Attività - 10 Giugno 2026

Ambiente, misurazione e consapevolezza al centro del progetto “One Day or Day One”

Prosegue il percorso con gli studenti del Malignani.

Con l’incontro del 9 giugno si è conclusa l’ultima attività dell’anno scolastico 2025-2026 di “One Day or Day One”, il percorso di sostenibilità che ha coinvolto anche gli studenti delle classi prime del quadriennio di Meccanica, Aeronautica e Telecomunicazioni dell’Istituto Malignani.

Circa cinquanta studenti hanno partecipato a una mattinata dedicata alla sostenibilità, alla cura dell’ambiente e alla comprensione degli impatti generati dai comportamenti quotidiani. L’iniziativa ha coinvolto i team tecnici di Sostenibilità di Gesteco e di LOD, Laboratorio di Olfattometria Dinamica, concludendo le attività di collaborazione sviluppate nel corso dell’anno scolastico.

One Day or Day One: comprendere l’impatto ambientale delle scelte quotidiane

“One Day or Day One” è un percorso formativo ideato da Gesteco per accompagnare gli studenti in una riflessione concreta sugli impatti ambientali legati alle abitudini quotidiane. L’obiettivo è favorire una maggiore consapevolezza su come le scelte individuali possano contribuire alla riduzione degli impatti sull’ambiente.

La metodologia, targata Gesteco, è stata premiata nel 2023 da AiFOS, Associazione Italiana Formatori ed Operatori della Sicurezza sul Lavoro, per l’attività di sensibilizzazione orientata al raggiungimento degli Obiettivi dell’Agenda 2030.

Attraverso materiali multimediali, strumenti digitali e supporti fisici pensati per stimolare la partecipazione attiva, gli studenti sono stati coinvolti in una discussione guidata sulle abitudini quotidiane che incidono sull’ambiente e sul consumo delle risorse naturali.
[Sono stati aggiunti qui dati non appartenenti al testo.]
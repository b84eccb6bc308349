use std::sync::Arc;

use crate::config::Config;
use crate::fixture::OrgData;
use crate::ws::SimulationHub;

/// Application state shared across handlers
#[derive(Clone)]
pub struct AppState {
    /// Read-only organization snapshot
    pub data: Arc<OrgData>,
    /// Application configuration
    pub config: Arc<Config>,
    /// Live force simulations by session
    pub simulations: Arc<SimulationHub>,
}

impl AppState {
    /// Create new application state
    pub fn new(data: OrgData, config: Config) -> Self {
        Self {
            data: Arc::new(data),
            config: Arc::new(config),
            simulations: Arc::new(SimulationHub::new()),
        }
    }
}

#[cfg(test)]
mod tests {
    use super::*;

    #[test]
    fn test_state_shares_snapshot() {
        let state = AppState::new(OrgData::sample(), Config::default());
        let clone = state.clone();
        assert!(Arc::ptr_eq(&state.data, &clone.data));
        assert_eq!(clone.data.staff.len(), 17);
        assert!(clone.simulations.is_empty());
    }
}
Nell’incontro, Marianna Blasutig e Mattea Kuftich, del team Sostenibilità di Gesteco, hanno calcolato l’impronta ecologica del gruppo a partire dalle risposte fornite dagli studenti ad alcune domande specifiche sulle loro pratiche e sui loro comportamenti.

Sulla base dei dati raccolti è stato individuato l’Overshoot Day del gruppo, ovvero il giorno a partire dal quale le risorse consumate superano quelle che il pianeta è in grado di rigenerare nello stesso arco temporale. Un indicatore utile per rendere più immediata la comprensione del concetto di “debito ambientale” e delle sue implicazioni anche nei confronti delle generazioni future.

Un primo approccio alle indagini ambientali: la misurazione degli odori

Durante la mattinata, Marco Pontello e Nicola Ziraldo, tecnici specialisti di LOD, Laboratorio di Olfattometria Dinamica, hanno introdotto alcuni approfondimenti legati all’analisi e alla misurazione degli odori, un ambito specifico delle indagini ambientali applicato al monitoraggio delle emissioni odorigene.

Particolare interesse ha suscitato tra i partecipanti la presentazione dell’Odour Wheel, uno strumento utilizzato per classificare e standardizzare le diverse tipologie di odori. Attraverso un’attività interattiva collegata al suo utilizzo, gli studenti hanno messo alla prova le proprie capacità olfattive, cercando di riconoscere gli odori presenti nei pennarelli utilizzati come campioni di riferimento e associandoli alle categorie rappresentate nella ruota.

Con un approccio basato sulla partecipazione attiva, l’incontro ha permesso agli studenti di avvicinarsi in modo pratico e stimolante anche al tema delle emissioni odorigene, comprendendo come la percezione degli odori possa essere analizzata, classificata e misurata attraverso metodologie tecniche specifiche.

La giornata ha rappresentato un’occasione per consolidare il dialogo tra scuola e impresa, portando in aula competenze, strumenti e casi applicativi legati alla sostenibilità e alle indagini ambientali.